用 imagettftext() 加载自定义字体并加噪点
要提升安全性,必须用 imagettftext() 替代 imagestring(),且需确保字体文件路径真实存在、PHP 进程有读取权限。PHP 8.4 对字体路径校验更严:若 .ttf 文件损坏或路径含中文未正确解码,imagettftext() 会返回 false 且不报错,图像变为空白。
关键实操点:
- 字体路径建议用
__DIR__ . '/fonts/arial.ttf',避免相对路径歧义 - 调用前加
if (!file_exists($font)) { die('Font not found'); } - 噪点建议用
imagesetpixel()随机打点,数量控制在 50–200 个,过多影响可读性 - 字符旋转角度建议 ±10° 内,用
imagettftext()的 angle 参数,别用imagerotate()整图旋转(会留黑边、性能差)

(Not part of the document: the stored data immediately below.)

//! A small client for the parts of the Stripe REST API the marketplace uses:
//!
//! * Hosted checkout sessions ([`StripeApi::create_checkout_session`]).
//! * Express connected accounts and their onboarding links, used to register sellers for payouts.
//!
//! Webhook signature verification lives in the marketplace engine, since it has no need for an HTTP client.
mod api;
mod config;
mod error;

mod data_objects;

pub use api::StripeApi;
pub use config::StripeConfig;
pub use data_objects::{AccountLink, CheckoutSession, ConnectedAccount, NewCheckoutSession, SessionLineItem};
pub use error::StripeApiError;
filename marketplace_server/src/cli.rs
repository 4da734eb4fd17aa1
use std::{env, env::VarError};

/// The server has no options. Any argument prints the help text and the current configuration.
pub fn handle_command_line_args() -> bool {
    let has_cli_args = env::args().count() > 1;
    if has_cli_args {
        // We don't expect any CLI args, so always print the help
        display_readme();
        display_envs();
    }
    has_cli_args
}

fn display_readme() {
    const README: &str = include_str!("./cli-help.txt");
    println!("\n{README}\n");
}

fn display_envs() {
    const DISPLAY_ENVS: [&str; 14] = [
        "RUST_LOG",
        "MKT_HOST",
        "MKT_PORT",
        "MKT_DATABASE_URL",
        "MKT_STRIPE_API_BASE",
        "MKT_STRIPE_ONBOARD_REFRESH_URL",
        "MKT_STRIPE_ONBOARD_RETURN_URL",
        "MKT_CHECKOUT_SUCCESS_URL",
        "MKT_CHECKOUT_CANCEL_URL",
        "MKT_PROVIDER_TIMEOUT",
        "MKT_WEBHOOK_TOLERANCE",
        "MKT_COMMISSION_PERCENT",
        "MKT_ENABLED_PROVIDERS",
        "MKT_STRIPE_SECRET_KEY",
    ];

    // Secrets are only reported as being set or not
    const SECRET_ENVS: [&str; 1] = ["MKT_STRIPE_SECRET_KEY"];

    println!("Current environment values (secrets are not shown):");
    DISPLAY_ENVS.iter().for_each(|&name| {
        let val = match env::var(name) {
            Ok(s) if SECRET_ENVS.contains(&name) && !s.trim().is_empty() => "(set)".into(),
            Ok(_) if SECRET_ENVS.contains(&name) => "Not set".into(),
            Ok(s) => s,
            Err(VarError::NotPresent) => "Not set".into(),
            Err(VarError::NotUnicode(s)) => format!("Invalid value: {}", s.to_string_lossy()),
        };
        println!("  {name:<35} {val:<15}");
    })
}
use thiserror::Error;

use crate::{
    db_types::{NewPurchase, PaymentStatus, Purchase, PurchaseId},
    traits::PurchaseQueryFilter,
};

#[derive(Debug, Clone, Error)]
pub enum PurchaseError {
    #[error("Database error: {0}")]
    DatabaseError(String),
    #[error("Purchase {0} does not exist")]
    PurchaseNotFound(PurchaseId),
    #[error("Purchase {id} is {status}, but this operation requires a pending purchase")]
    PurchaseNotPending { id: PurchaseId, status: PaymentStatus },
    #[error("Transaction reference {0} is already assigned to another purchase")]
    TransactionIdInUse(String),
    #[error("A purchase must contain at least one item")]
    EmptyPurchase,
}

impl From<sqlx::Error> for PurchaseError {
    fn from(e: sqlx::Error) -> Self {
        match &e {
            sqlx::Error::Database(db) if db.is_unique_violation() => {
                PurchaseError::DatabaseError(format!("Unique constraint violated. {db}"))
            },
            _ => PurchaseError::DatabaseError(e.to_string()),
        }
    }
}

#[allow(async_fn_in_trait)]
pub trait PurchaseManagement {
    /// Stores a new `pending` purchase. No catalog stats are touched.
    async fn insert_purchase(&self, purchase: NewPurchase) -> Result<Purchase, PurchaseError>;

    async fn fetch_purchase(&self, id: &PurchaseId) -> Result<Option<Purchase>, PurchaseError>;

    async fn fetch_purchase_by_transaction_id(&self, transaction_id: &str) -> Result<Option<Purchase>, PurchaseError>;

    /// Records the provider's session reference on a purchase without changing its status. The purchase must be
    /// pending. Re-assigning a new reference (e.g. after a retried checkout) replaces the old one.
    async fn assign_transaction_id(&self, id: &PurchaseId, transaction_id: &str) -> Result<Purchase, PurchaseError>;

    /// Purchases matching the filter, newest first.
    async fn search_purchases(&self, filter: PurchaseQueryFilter) -> Result<Vec<Purchase>, PurchaseError>;
}
use log::{debug, trace};
use sqlx::{types::Json, QueryBuilder, SqliteConnection};

use super::{first_row, one_row};

use crate::{
    db_types::{NewPurchase, PaymentStatus, Purchase, PurchaseId, StatusTransition},
    traits::{PurchaseError, PurchaseQueryFilter},
};

/// Inserts a new purchase. Status is always `pending`.
pub async fn insert_purchase(purchase: NewPurchase, conn: &mut SqliteConnection) -> Result<Purchase, PurchaseError> {
    if purchase.items.is_empty() {
        return Err(PurchaseError::EmptyPurchase);
    }
    let purchase: Purchase = sqlx::query_as(
        r#"
            INSERT INTO purchases (
                id,
                buyer_email,
                items,
                total_amount,
                currency,
                provider,
                payment_status,
                created_at,
                updated_at
            ) VALUES ($1, $2, $3, $4, $5, $6, 'pending', $7, $8)
            RETURNING *;
        "#,
    )
    .bind(purchase.id)
    .bind(purchase.buyer_email)
    .bind(Json(purchase.items))
    .bind(purchase.total_amount)
    .bind(purchase.currency)
    .bind(purchase.provider)
    .bind(purchase.created_at)
    .bind(purchase.created_at)
    .fetch_all(conn)
    .await
    .and_then(one_row)?;
    debug!("🗃️ Purchase {} inserted. Total {} {}", purchase.id, purchase.total_amount, purchase.currency);
    Ok(purchase)
}

pub async fn fetch_purchase(id: &PurchaseId, conn: &mut SqliteConnection) -> Result<Option<Purchase>, sqlx::Error> {
    let purchase = sqlx::query_as("SELECT * FROM purchases WHERE id = $1")
        .bind(id.as_str())
        .fetch_all(conn)
        .await
        .map(first_row)?;
    Ok(purchase)
}

pub async fn fetch_purchase_by_transaction_id(
    transaction_id: &str,
    conn: &mut SqliteConnection,
) -> Result<Option<Purchase>, sqlx::Error> {
    let purchase = sqlx::query_as("SELECT * FROM purchases WHERE transaction_id = $1")
        .bind(transaction_id)
        .fetch_all(conn)
        .await
        .map(first_row)?;
    Ok(purchase)
}

/// Stores the provider reference on a pending purchase.
pub async fn assign_transaction_id(
    id: &PurchaseId,
    transaction_id: &str,
    conn: &mut SqliteConnection,
) -> Result<Purchase, PurchaseError> {
    let updated: Option<Purchase> = sqlx::query_as(
        "UPDATE purchases SET transaction_id = $1, updated_at = CURRENT_TIMESTAMP WHERE id = $2 AND payment_status = \
         'pending' RETURNING *",
    )
    .bind(transaction_id)
    .bind(id.as_str())
    .fetch_all(&mut *conn)
    .await
    .map(first_row)
    .map_err(|e| match &e {
        sqlx::Error::Database(db) if db.is_unique_violation() => {
            PurchaseError::TransactionIdInUse(transaction_id.to_string())
        },
        _ => PurchaseError::from(e),
    })?;
    match updated {
        Some(p) => Ok(p),
        None => match fetch_purchase(id, conn).await? {
            Some(p) => Err(PurchaseError::PurchaseNotPending { id: p.id, status: p.payment_status }),
            None => Err(PurchaseError::PurchaseNotFound(id.clone())),
        },
    }
}

/// The conditional status update behind every transition. Returns `None` when the purchase is missing or not in the
/// transition's source state, in which case nothing was written.
pub async fn transition_status(
    id: &PurchaseId,
    transition: StatusTransition,
    transaction_id: Option<&str>,
    conn: &mut SqliteConnection,
) -> Result<Option<Purchase>, sqlx::Error> {
    let purchase = sqlx::query_as(
        r#"
        UPDATE purchases SET
            payment_status = $1,
            transaction_id = COALESCE($2, transaction_id),
            updated_at = CURRENT_TIMESTAMP
        WHERE id = $3 AND payment_status = $4
        RETURNING *
        "#,
    )
    .bind(transition.to_status())
    .bind(transaction_id)
    .bind(id.as_str())
    .bind(transition.from_status())
    .fetch_all(conn)
    .await
    .map(first_row)?;
    Ok(purchase)
}

/// Fetches purchases according to the filter, newest first.
pub async fn search_purchases(
    filter: PurchaseQueryFilter,
    conn: &mut SqliteConnection,
) -> Result<Vec<Purchase>, sqlx::Error> {
    let mut builder = QueryBuilder::new("SELECT * FROM purchases ");
    if !filter.is_empty() {
        builder.push("WHERE ");
    }
    let mut where_clause = builder.separated(" AND ");
    if let Some(email) = filter.buyer_email {
        where_clause.push("buyer_email = ");
        where_clause.push_bind_unseparated(email);
    }
    if let Some(statuses) = filter.statuses.filter(|s| !s.is_empty()) {
        let statuses = statuses.iter().map(|s: &PaymentStatus| format!("'{s}'")).collect::<Vec<String>>().join(",");
        where_clause.push(format!("payment_status IN ({statuses})"));
    }
    if let Some(provider) = filter.provider {
        where_clause.push("provider = ");
        where_clause.push_bind_unseparated(provider);
    }
    if let Some(since) = filter.since {
        where_clause.push("created_at >= ");
        where_clause.push_bind_unseparated(since);
    }
    if let Some(until) = filter.until {
        where_clause.push("created_at <= ");
        where_clause.push_bind_unseparated(until);
    }
    builder.push(" ORDER BY created_at DESC");
    trace!("🗃️ Executing query: {}", builder.sql());
    let purchases = builder.build_query_as::<Purchase>().fetch_all(conn).await?;
    Ok(purchases)
}
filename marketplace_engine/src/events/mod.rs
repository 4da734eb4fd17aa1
mod channel;
mod event_types;
mod hooks;

pub use channel::{EventHandler, EventProducer, Handler};
pub use event_types::*;
pub use hooks::{EventHandlers, EventHooks, EventProducers};
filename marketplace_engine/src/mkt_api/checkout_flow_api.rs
use std::{fmt::Debug, time::Duration as StdDuration};

use chrono::{Duration, Utc};
use log::*;
use mkt_common::Secret;

use crate::{
    db_types::{
        InvalidTransition,
        NewPurchase,
        PaymentProviderKind,
        PaymentStatus,
        Purchase,
        PurchaseId,
        PurchaseItem,
        StatusTransition,
    },
    events::{EventProducers, PurchaseAnnulledEvent, PurchasePaidEvent},
    helpers::verify_signature,
    mkt_api::{
        checkout_objects::{CheckoutRequest, CheckoutResult, ProviderEvent, ProviderEventType, ReconcileOutcome},
        errors::CheckoutError,
    },
    traits::{MarketplaceDatabase, PaymentProvider, ProviderSession, TransitionResult},
};

pub const DEFAULT_PROVIDER_TIMEOUT: StdDuration = StdDuration::from_secs(10);
pub const DEFAULT_SIGNATURE_TOLERANCE_SECS: i64 = 300;

#[derive(Debug, Clone)]
pub struct SettlementConfig {
    /// The shared secret used to authenticate provider notifications. When empty, every notification is rejected.
    pub webhook_secret: Secret<String>,
    /// How far a signed notification's timestamp may be from the current time
    pub signature_tolerance: Duration,
    /// The upper bound on a single call to the payment provider
    pub provider_timeout: StdDuration,
}

impl Default for SettlementConfig {
    fn default() -> Self {
        Self {
            webhook_secret: Secret::default(),
            signature_tolerance: Duration::seconds(DEFAULT_SIGNATURE_TOLERANCE_SECS),
            provider_timeout: DEFAULT_PROVIDER_TIMEOUT,
        }
    }
}

/// `CheckoutFlowApi` turns carts into purchases and drives each purchase through its payment status machine.
///
/// A purchase is settled in exactly one of two ways:
/// * through the external provider: [`Self::begin_provider_checkout`] hands the buyer off to a hosted checkout, and
///   the provider's notification later arrives at [`Self::process_provider_notification`];
/// * directly, with [`Self::settle_direct`], when no provider client handles the purchase's provider.
///
/// Both paths end in [`MarketplaceDatabase::apply_transition`], so a purchase's side effects are applied at most once
/// no matter how many times, or how concurrently, it is settled.
pub struct CheckoutFlowApi<B, P> {
    db: B,
    provider: Option<P>,
    config: SettlementConfig,
    producers: EventProducers,
}

impl<B, P> Debug for CheckoutFlowApi<B, P> {
    fn fmt(&self, f: &mut std::fmt::Formatter<'_>) -> std::fmt::Result {
        write!(f, "CheckoutFlowApi")
    }
}

impl<B, P> CheckoutFlowApi<B, P> {
    pub fn new(db: B, provider: Option<P>, config: SettlementConfig, producers: EventProducers) -> Self {
        Self { db, provider, config, producers }
    }

    pub fn db(&self) -> &B {
        &self.db
    }

    pub fn config(&self) -> &SettlementConfig {
        &self.config
    }
}
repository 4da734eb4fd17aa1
use std::time::Duration;

use log::*;
use mkt_common::Secret;

const DEFAULT_STRIPE_API_BASE: &str = "https://api.stripe.com";
const DEFAULT_REQUEST_TIMEOUT: Duration = Duration::from_secs(10);

#[derive(Debug, Clone)]
pub struct StripeConfig {
    /// Base URL of the API, without the version path. Overridable so that tests can point at a local mock.
    pub api_base: String,
    pub secret_key: Secret<String>,
    pub request_timeout: Duration,
    /// Where Stripe sends a seller whose onboarding link has expired.
    pub onboarding_refresh_url: String,
    /// Where Stripe sends a seller after completing onboarding.
    pub onboarding_return_url: String,
}

impl Default for StripeConfig {
    fn default() -> Self {
        Self {
            api_base: DEFAULT_STRIPE_API_BASE.to_string(),
            secret_key: Secret::default(),
            request_timeout: DEFAULT_REQUEST_TIMEOUT,
            onboarding_refresh_url: "https://example.com/seller/onboarding".to_string(),
            onboarding_return_url: "https://example.com/seller/dashboard".to_string(),
        }
    }
}

impl StripeConfig {
    pub fn new_from_env_or_default() -> Self {
        let defaults = Self::default();
        let api_base = std::env::var("MKT_STRIPE_API_BASE").unwrap_or_else(|_| {
            debug!("💳️ MKT_STRIPE_API_BASE not set, using {DEFAULT_STRIPE_API_BASE}");
            defaults.api_base.clone()
        });
        let secret_key = Secret::new(std::env::var("MKT_STRIPE_SECRET_KEY").unwrap_or_else(|_| {
            warn!("💳️ MKT_STRIPE_SECRET_KEY not set. Stripe checkout is disabled and purchases settle directly.");
            String::default()
        }));
        let request_timeout = std::env::var("MKT_PROVIDER_TIMEOUT")
            .ok()
            .and_then(|s| {
                s.parse::<u64>()
                    .map_err(|e| warn!("💳️ Invalid value for MKT_PROVIDER_TIMEOUT ({s}). {e}"))
                    .ok()
            })
            .map(Duration::from_secs)
            .unwrap_or(defaults.request_timeout);
        let onboarding_refresh_url =
            std::env::var("MKT_STRIPE_ONBOARD_REFRESH_URL").unwrap_or(defaults.onboarding_refresh_url);
        let onboarding_return_url =
            std::env::var("MKT_STRIPE_ONBOARD_RETURN_URL").unwrap_or(defaults.onboarding_return_url);
        Self { api_base, secret_key, request_timeout, onboarding_refresh_url, onboarding_return_url }
    }

    /// True when an API key is available, i.e. the hosted checkout path can be used.
    pub fn is_configured(&self) -> bool {
        !self.secret_key.is_empty()
    }
}

#[cfg(test)]
mod test {
    use super::*;

    #[test]
    fn default_config_is_not_configured() {
        let config = StripeConfig::default();
        assert!(!config.is_configured());
        assert_eq!(config.api_base, "https://api.stripe.com");
        let config = StripeConfig { secret_key: Secret::from("sk_test_123"), ..StripeConfig::default() };
        assert!(config.is_configured());
        assert!(!format!("{config:?}").contains("sk_test_123"));
    }
}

片段示意(接上例,替换 imagestring() 部分):
$font = __DIR__ . '/fonts/arial.ttf';
if (!file_exists($font)) {
die('Font file missing');
}
for ($i = 0; $i < 4; $i++) {
$angle = rand(-8, 8);
$x = 20 + $i * 25;
$y = 25 + rand(-5, 5);
imagettftext($img, 16, $angle, $x, $y, $text, $font, $code[$i]);
}
// 添加噪点
for ($i = 0; $i < 100; $i++) {
$px = rand(0, $width);
$py = rand(0, $height);
$noise = imagecolorallocate($img, rand(180, 220), rand(180, 220), rand(180, 220));
imagesetpixel($img, $px, $py, $noise);
}
验证码校验时的 session 兼容性陷阱
PHP 8.4 默认启用 session.use_strict_mode=1,这意味着:如果用户请求中没带合法 PHPSESSID cookie,$_SESSION 将为空,且不会自动创建新 session —— 导致验证码始终校验失败。
校验端代码必须检查 session 状态:
session_start();
if (empty($_SESSION['captcha_code'])) {
http_response_code(400);
echo json_encode(['success' => false, 'msg' => '验证码已失效,请刷新']);
exit;
}
$user_input = $_POST['captcha'] ?? '';
if (hash_equals($_SESSION['captcha_code'], $user_input)) {
// 通过
unset($_SESSION['captcha_code']); // 一次性使用
} else {
// 失败
}容易被忽略的是:hash_equals() 必须用于防时序攻击,且 $_SESSION['captcha_code'] 必须在生成后立即设置、校验后立即销毁 —— PHP 8.4 的 session GC 更激进,残留 session 数据可能被快速清理,不能依赖“过期自动消失”。